- EXERCISE PROMPT -
Your answer must be an exact copy of the lines from the one holding "Apply CLI overrides" through the last line of the entries below, with nothing added.

Stored data:

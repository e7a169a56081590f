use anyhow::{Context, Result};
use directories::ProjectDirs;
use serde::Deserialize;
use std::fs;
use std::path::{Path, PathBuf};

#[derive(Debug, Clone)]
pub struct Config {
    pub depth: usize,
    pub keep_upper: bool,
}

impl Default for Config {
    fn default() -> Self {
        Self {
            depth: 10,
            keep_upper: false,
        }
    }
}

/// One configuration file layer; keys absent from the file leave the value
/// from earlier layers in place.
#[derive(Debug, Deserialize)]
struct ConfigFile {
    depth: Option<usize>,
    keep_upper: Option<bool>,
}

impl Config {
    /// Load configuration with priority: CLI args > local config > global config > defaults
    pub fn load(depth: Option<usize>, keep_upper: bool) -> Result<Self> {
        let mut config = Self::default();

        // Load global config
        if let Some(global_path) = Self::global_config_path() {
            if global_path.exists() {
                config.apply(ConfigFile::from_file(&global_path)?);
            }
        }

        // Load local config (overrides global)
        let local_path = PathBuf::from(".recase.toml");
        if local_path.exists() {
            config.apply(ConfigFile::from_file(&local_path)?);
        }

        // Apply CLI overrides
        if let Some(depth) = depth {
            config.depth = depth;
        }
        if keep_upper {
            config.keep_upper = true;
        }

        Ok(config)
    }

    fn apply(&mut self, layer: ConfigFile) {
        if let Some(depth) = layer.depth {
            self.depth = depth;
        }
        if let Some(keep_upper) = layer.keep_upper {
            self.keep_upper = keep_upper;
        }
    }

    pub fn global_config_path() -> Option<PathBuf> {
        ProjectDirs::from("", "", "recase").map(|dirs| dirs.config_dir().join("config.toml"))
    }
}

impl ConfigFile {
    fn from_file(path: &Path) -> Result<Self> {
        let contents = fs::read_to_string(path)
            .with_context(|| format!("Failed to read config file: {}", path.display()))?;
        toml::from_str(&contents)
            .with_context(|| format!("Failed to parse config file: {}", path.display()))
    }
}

- TASK RESULT -
        // Apply CLI overrides
        if let Some(depth) = depth {
            config.depth = depth;
        }
        if keep_upper {
            config.keep_upper = true;
        }

        Ok(config)
    }

    fn apply(&mut self, layer: ConfigFile) {
        if let Some(depth) = layer.depth {
            self.depth = depth;
        }
        if let Some(keep_upper) = layer.keep_upper {
            self.keep_upper = keep_upper;
        }
    }

    pub fn global_config_path() -> Option<PathBuf> {
        ProjectDirs::from("", "", "recase").map(|dirs| dirs.config_dir().join("config.toml"))
    }
}

impl ConfigFile {
    fn from_file(path: &Path) -> Result<Self> {
        let contents = fs::read_to_string(path)
            .with_context(|| format!("Failed to read config file: {}", path.display()))?;
        toml::from_str(&contents)
            .with_context(|| format!("Failed to parse config file: {}", path.display()))
    }
}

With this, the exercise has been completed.